- TASK GOAL -
Rewrite the full material exactly; no line may be skipped.

- INPUT MATERIAL -

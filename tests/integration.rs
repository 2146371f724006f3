use std::fs;
use std::path::Path;

use sidebar_sync::config::{Target, default_targets};
use sidebar_sync::pipeline::sync_all;
use sidebar_sync::updater::{UpdateError, UpdateOutcome, Updater, WriteMode};

const PREFIX: &str = "<!DOCTYPE html>\r\n<html lang=\"tr\">\r\n<head><title>Teklif</title></head>\r\n<body>\r\n  <div class=\"layout\">\r\n    ";
const SUFFIX: &str = "\r\n    <main class=\"content\">\r\n      <h2>Teklif Listesi</h2>\r\n    </main>\r\n  </div>\r\n</body>\r\n</html>\r\n";

const OLD_SIDEBAR: &str = r#"<aside class="sidebar">
      <div class="sidebar-header">
        <h1>ADM</h1>
      </div>
      <nav class="sidebar-nav">
        <a href="kesif.html" class="nav-item active" id="navKesif">1. Keşif</a>
        <a href="teklif.html" class="nav-item" id="navTeklif">2. Teklif</a>
      </nav>
      <div class="sidebar-footer">
        <div class="user-info">Yükleniyor...</div>
      </div>
    </aside>"#;

fn page_with_old_sidebar() -> String {
    format!("{PREFIX}{OLD_SIDEBAR}{SUFFIX}")
}

fn nav_line<'a>(html: &'a str, id: &str) -> &'a str {
    html.lines()
        .find(|line| line.contains(&format!("id=\"{id}\"")))
        .unwrap_or_else(|| panic!("missing {id}"))
}

#[test]
fn update_moves_active_entry_from_kesif_to_teklif() {
    let dir = tempfile::tempdir().unwrap();
    let path = dir.path().join("teklif.html");
    fs::write(&path, page_with_old_sidebar()).unwrap();

    let updater = Updater::builtin(WriteMode::Apply).unwrap();
    assert!(matches!(
        updater.update(&path, "teklif"),
        UpdateOutcome::Changed
    ));

    let html = fs::read_to_string(&path).unwrap();
    assert!(nav_line(&html, "navTeklif").contains("class=\"nav-item active\""));
    assert!(nav_line(&html, "navKesif").contains("class=\"nav-item\""));
    assert_eq!(html.matches("class=\"nav-item active\"").count(), 1);
}

#[test]
fn content_outside_sidebar_is_preserved() {
    let dir = tempfile::tempdir().unwrap();
    let path = dir.path().join("teklif.html");
    fs::write(&path, page_with_old_sidebar()).unwrap();

    let updater = Updater::builtin(WriteMode::Apply).unwrap();
    updater.update(&path, "teklif");

    let html = fs::read_to_string(&path).unwrap();
    assert!(html.starts_with(PREFIX));
    assert!(html.ends_with(SUFFIX));
    let expected = format!(
        "{PREFIX}<aside class=\"sidebar\">\n{}\n    </aside>{SUFFIX}",
        updater.render("teklif")
    );
    assert_eq!(html, expected);
}

#[test]
fn second_update_reports_unchanged() {
    let dir = tempfile::tempdir().unwrap();
    let path = dir.path().join("sozlesme.html");
    fs::write(&path, page_with_old_sidebar()).unwrap();

    let updater = Updater::builtin(WriteMode::Apply).unwrap();
    assert!(matches!(
        updater.update(&path, "sozlesme"),
        UpdateOutcome::Changed
    ));
    let after_first = fs::read(&path).unwrap();
    assert!(matches!(
        updater.update(&path, "sozlesme"),
        UpdateOutcome::Unchanged
    ));
    assert_eq!(fs::read(&path).unwrap(), after_first);
}

#[test]
fn page_without_sidebar_is_untouched() {
    let dir = tempfile::tempdir().unwrap();
    let path = dir.path().join("plain.html");
    let original = "<html><body><nav class=\"top\">x</nav></body></html>\n";
    fs::write(&path, original).unwrap();

    let updater = Updater::builtin(WriteMode::Apply).unwrap();
    assert!(matches!(
        updater.update(&path, "teklif"),
        UpdateOutcome::Unchanged
    ));
    assert_eq!(fs::read(&path).unwrap(), original.as_bytes());
}

fn seed_dashboard(root: &Path) {
    let projects = root.join("web/projects");
    fs::create_dir_all(&projects).unwrap();
    fs::write(projects.join("teklif.html"), page_with_old_sidebar()).unwrap();
    fs::write(projects.join("odeme-takibi.html"), page_with_old_sidebar()).unwrap();
}

fn rooted_targets(root: &Path) -> Vec<Target> {
    default_targets()
        .into_iter()
        .map(|target| Target::new(root.join(&target.path), target.active_page))
        .collect()
}

#[test]
fn missing_page_does_not_stop_the_batch() {
    let dir = tempfile::tempdir().unwrap();
    seed_dashboard(dir.path());

    let updater = Updater::builtin(WriteMode::Apply).unwrap();
    let summary = sync_all(&updater, &rooted_targets(dir.path()));

    assert_eq!(summary.reports.len(), 3);
    assert!(matches!(summary.reports[0].outcome, UpdateOutcome::Changed));
    assert!(matches!(
        summary.reports[1].outcome,
        UpdateOutcome::Failed(UpdateError::Read { .. })
    ));
    assert!(matches!(summary.reports[2].outcome, UpdateOutcome::Changed));
    assert_eq!(summary.failed(), 1);
    assert!(!summary.is_success(WriteMode::Apply));

    let odeme = fs::read_to_string(dir.path().join("web/projects/odeme-takibi.html")).unwrap();
    assert!(nav_line(&odeme, "navOdeme").contains("class=\"nav-item active\""));
}

#[test]
fn check_mode_leaves_dashboard_untouched() {
    let dir = tempfile::tempdir().unwrap();
    seed_dashboard(dir.path());
    fs::write(
        dir.path().join("web/projects/sozlesme.html"),
        page_with_old_sidebar(),
    )
    .unwrap();

    let updater = Updater::builtin(WriteMode::Check).unwrap();
    let summary = sync_all(&updater, &rooted_targets(dir.path()));

    assert_eq!(summary.changed(), 3);
    assert!(!summary.is_success(WriteMode::Check));
    for name in ["teklif.html", "sozlesme.html", "odeme-takibi.html"] {
        let html = fs::read_to_string(dir.path().join("web/projects").join(name)).unwrap();
        assert_eq!(html, page_with_old_sidebar());
    }

    let apply = Updater::builtin(WriteMode::Apply).unwrap();
    sync_all(&apply, &rooted_targets(dir.path()));
    let recheck = sync_all(&updater, &rooted_targets(dir.path()));
    assert!(recheck.is_success(WriteMode::Check));
    assert_eq!(recheck.unchanged(), 3);
}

- OUTPUT FOR THIS EXERCISE -
filename tests/integration.rs
repository 2146371f724006f3
use std::fs;
use std::path::Path;

use sidebar_sync::config::{Target, default_targets};
use sidebar_sync::pipeline::sync_all;
use sidebar_sync::updater::{UpdateError, UpdateOutcome, Updater, WriteMode};

const PREFIX: &str = "<!DOCTYPE html>\r\n<html lang=\"tr\">\r\n<head><title>Teklif</title></head>\r\n<body>\r\n  <div class=\"layout\">\r\n    ";
const SUFFIX: &str = "\r\n    <main class=\"content\">\r\n      <h2>Teklif Listesi</h2>\r\n    </main>\r\n  </div>\r\n</body>\r\n</html>\r\n";

const OLD_SIDEBAR: &str = r#"<aside class="sidebar">
      <div class="sidebar-header">
        <h1>ADM</h1>
      </div>
      <nav class="sidebar-nav">
        <a href="kesif.html" class="nav-item active" id="navKesif">1. Keşif</a>
        <a href="teklif.html" class="nav-item" id="navTeklif">2. Teklif</a>
      </nav>
      <div class="sidebar-footer">
        <div class="user-info">Yükleniyor...</div>
      </div>
    </aside>"#;

fn page_with_old_sidebar() -> String {
    format!("{PREFIX}{OLD_SIDEBAR}{SUFFIX}")
}

fn nav_line<'a>(html: &'a str, id: &str) -> &'a str {
    html.lines()
        .find(|line| line.contains(&format!("id=\"{id}\"")))
        .unwrap_or_else(|| panic!("missing {id}"))
}

#[test]
fn update_moves_active_entry_from_kesif_to_teklif() {
    let dir = tempfile::tempdir().unwrap();
    let path = dir.path().join("teklif.html");
    fs::write(&path, page_with_old_sidebar()).unwrap();

    let updater = Updater::builtin(WriteMode::Apply).unwrap();
    assert!(matches!(
        updater.update(&path, "teklif"),
        UpdateOutcome::Changed
    ));

    let html = fs::read_to_string(&path).unwrap();
    assert!(nav_line(&html, "navTeklif").contains("class=\"nav-item active\""));
    assert!(nav_line(&html, "navKesif").contains("class=\"nav-item\""));
    assert_eq!(html.matches("class=\"nav-item active\"").count(), 1);
}

#[test]
fn content_outside_sidebar_is_preserved() {
    let dir = tempfile::tempdir().unwrap();
    let path = dir.path().join("teklif.html");
    fs::write(&path, page_with_old_sidebar()).unwrap();

    let updater = Updater::builtin(WriteMode::Apply).unwrap();
    updater.update(&path, "teklif");

    let html = fs::read_to_string(&path).unwrap();
    assert!(html.starts_with(PREFIX));
    assert!(html.ends_with(SUFFIX));
    let expected = format!(
        "{PREFIX}<aside class=\"sidebar\">\n{}\n    </aside>{SUFFIX}",
        updater.render("teklif")
    );
    assert_eq!(html, expected);
}

#[test]
fn second_update_reports_unchanged() {
    let dir = tempfile::tempdir().unwrap();
    let path = dir.path().join("sozlesme.html");
    fs::write(&path, page_with_old_sidebar()).unwrap();

    let updater = Updater::builtin(WriteMode::Apply).unwrap();
    assert!(matches!(
        updater.update(&path, "sozlesme"),
        UpdateOutcome::Changed
    ));
    let after_first = fs::read(&path).unwrap();
    assert!(matches!(
        updater.update(&path, "sozlesme"),
        UpdateOutcome::Unchanged
    ));
    assert_eq!(fs::read(&path).unwrap(), after_first);
}

#[test]
fn page_without_sidebar_is_untouched() {
    let dir = tempfile::tempdir().unwrap();
    let path = dir.path().join("plain.html");
    let original = "<html><body><nav class=\"top\">x</nav></body></html>\n";
    fs::write(&path, original).unwrap();

    let updater = Updater::builtin(WriteMode::Apply).unwrap();
    assert!(matches!(
        updater.update(&path, "teklif"),
        UpdateOutcome::Unchanged
    ));
    assert_eq!(fs::read(&path).unwrap(), original.as_bytes());
}

fn seed_dashboard(root: &Path) {
    let projects = root.join("web/projects");
    fs::create_dir_all(&projects).unwrap();
    fs::write(projects.join("teklif.html"), page_with_old_sidebar()).unwrap();
    fs::write(projects.join("odeme-takibi.html"), page_with_old_sidebar()).unwrap();
}

fn rooted_targets(root: &Path) -> Vec<Target> {
    default_targets()
        .into_iter()
        .map(|target| Target::new(root.join(&target.path), target.active_page))
        .collect()
}

#[test]
fn missing_page_does_not_stop_the_batch() {
    let dir = tempfile::tempdir().unwrap();
    seed_dashboard(dir.path());

    let updater = Updater::builtin(WriteMode::Apply).unwrap();
    let summary = sync_all(&updater, &rooted_targets(dir.path()));

    assert_eq!(summary.reports.len(), 3);
    assert!(matches!(summary.reports[0].outcome, UpdateOutcome::Changed));
    assert!(matches!(
        summary.reports[1].outcome,
        UpdateOutcome::Failed(UpdateError::Read { .. })
    ));
    assert!(matches!(summary.reports[2].outcome, UpdateOutcome::Changed));
    assert_eq!(summary.failed(), 1);
    assert!(!summary.is_success(WriteMode::Apply));

    let odeme = fs::read_to_string(dir.path().join("web/projects/odeme-takibi.html")).unwrap();
    assert!(nav_line(&odeme, "navOdeme").contains("class=\"nav-item active\""));
}

#[test]
fn check_mode_leaves_dashboard_untouched() {
    let dir = tempfile::tempdir().unwrap();
    seed_dashboard(dir.path());
    fs::write(
        dir.path().join("web/projects/sozlesme.html"),
        page_with_old_sidebar(),
    )
    .unwrap();

    let updater = Updater::builtin(WriteMode::Check).unwrap();
    let summary = sync_all(&updater, &rooted_targets(dir.path()));

    assert_eq!(summary.changed(), 3);
    assert!(!summary.is_success(WriteMode::Check));
    for name in ["teklif.html", "sozlesme.html", "odeme-takibi.html"] {
        let html = fs::read_to_string(dir.path().join("web/projects").join(name)).unwrap();
        assert_eq!(html, page_with_old_sidebar());
    }

    let apply = Updater::builtin(WriteMode::Apply).unwrap();
    sync_all(&apply, &rooted_targets(dir.path()));
    let recheck = sync_all(&updater, &rooted_targets(dir.path()));
    assert!(recheck.is_success(WriteMode::Check));
    assert_eq!(recheck.unchanged(), 3);
}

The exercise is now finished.